On Thursday 20 December 2007 13:03, Michael Rogers wrote:
> Matthew Toseland wrote:
> > PROPOSAL:
> > Add a flag RandomRoute. This may be set when a request starts (up to the 
> > user). There is a 50% chance of its being unset. So on average it adds 2 
hops 
> > to the journey - but there is a small chance of requests going much 
further 
> > than that. The advantage is that it greatly obscures the picture for a 
> > distant attacker, by starting off in a somewhat random part of the 
keyspace.
>       
> The second part of Nikita Borisov's thesis [1] is an anonymising DHT
> that does something similar to your proposal: each lookup is forwarded
> randomly for a small number of hops, then forwarded greedily to the
> target. He uses the mixing time of the graph to show how many random
> hops are necessary to make it equally likely that any node was the
> initiator.

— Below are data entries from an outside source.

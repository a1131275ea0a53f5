//! CSV encoding

use crate::error::ExportError;
use crate::models::{AllocationRecord, CSV_HEADER};

/// Header row plus one row per record; the header is written even when empty
pub fn encode_csv(records: &[AllocationRecord]) -> Result<Vec<u8>, ExportError> {
    let mut writer = csv::WriterBuilder::new()
        .has_headers(false)
        .from_writer(Vec::with_capacity(256 * (records.len() + 1)));

    writer.write_record(CSV_HEADER)?;
    for record in records {
        writer.serialize(record)?;
    }

    writer
        .into_inner()
        .map_err(|e| ExportError::Encode(format!("failed to flush CSV: {}", e)))
}

#[cfg(test)]
mod tests {
    use super::*;
    use crate::writer::tests::sample_record;

    #[test]
    fn test_empty_set_is_header_only() {
        let bytes = encode_csv(&[]).unwrap();
        let text = String::from_utf8(bytes).unwrap();
        assert_eq!(text, format!("{}\n", CSV_HEADER.join(",")));
    }

    #[test]
    fn test_header_is_exact() {
        let text = String::from_utf8(encode_csv(&[sample_record("a")]).unwrap()).unwrap();
        let header = text.lines().next().unwrap();
        assert_eq!(
            header,
            "WindowStart,WindowEnd,Name,Cluster,Namespace,ControllerKind,Controller,Pod,Container,Node,\
             Team,Project,Environment,CostCenter,App,CPUCoreHours,CPUCoreRequestAverage,\
             CPUCoreUsageAverage,RAMByteHours,RAMBytesRequestAverage,RAMBytesUsageAverage,CPUCost,\
             RAMCost,GPUCost,PVCost,NetworkCost,LoadBalancerCost,SharedCost,ExternalCost,TotalCost,\
             TotalEfficiency,ExportTimestamp"
        );
    }

    #[test]
    fn test_round_trip_through_csv_reader() {
        let mut unknown_window = sample_record("b");
        unknown_window.window_start = None;
        unknown_window.window_end = None;
        let records = vec![sample_record("a"), unknown_window];

        let bytes = encode_csv(&records).unwrap();
        let mut reader = csv::Reader::from_reader(bytes.as_slice());
        let parsed: Vec<AllocationRecord> = reader
            .deserialize()
            .collect::<Result<_, _>>()
            .unwrap();

        assert_eq!(parsed, records);
    }

    #[test]
    fn test_delimiters_and_quotes_are_escaped() {
        let text = String::from_utf8(encode_csv(&[sample_record("a")]).unwrap()).unwrap();
        let row = text.lines().nth(1).unwrap();
        assert!(row.contains("\"payments, core\""));
        assert!(row.contains("\"say \"\"hi\"\"\""));
        assert!(row.starts_with("2024-01-01T00:00:00Z,2024-01-02T00:00:00Z,a,"));
        assert!(row.ends_with(",2024-01-03T04:05:06Z"));
    }
}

His DHT is based on Koorde [2] because it has the fastest
> mixing time of any DHT. I don't know how to work out the mixing time of
> Kleinberg graphs but I guess Oskar will, in which case we can work out
> how many random hops we need, at least in an ideal network.

Ooooooooh....!
> 
> > NOTES:
> > We could not overload HTL=10 because HTL is reset to 10 every time we get 
> > closer to the target: we *do not* want to go into random route mode just 
> > because we got a bit closer to the target!
> 
> Yup, IMHO we should get rid of the hop counter and use a weighted coin
> to decide when to switch from random to greedy forwarding, and another
> weighted coin to decide when the request has run out of hops. (I realise
> this will sometimes lead to long paths, but at least we can analyse how
> much information it leaks. AFAIK that's not possible with the current
> hop counter.)

This will frequently lead to very long paths. Also I dunno how well such 
unpredictability will work with future load management/queueing schemes. But 
it's worth considering... but have a look at the previous discussions. 
Certainly it would have been a problem for NGR. For 0.7, there are several 
obvious issues:
- Not compatible afaics with ULPRs / failure tables. ULPRs stop requests if 
we've routed them already (for some period), with the same HTL or less.
- Load management issues maybe.
- It's a good "invisible" DoS on a single request.
- The current counter is reset when we get closer to the target, so to some 
degree it adapts to the network size. We'd lose this, so we may have to set 
the probability of termination quite low, and fiddle with it...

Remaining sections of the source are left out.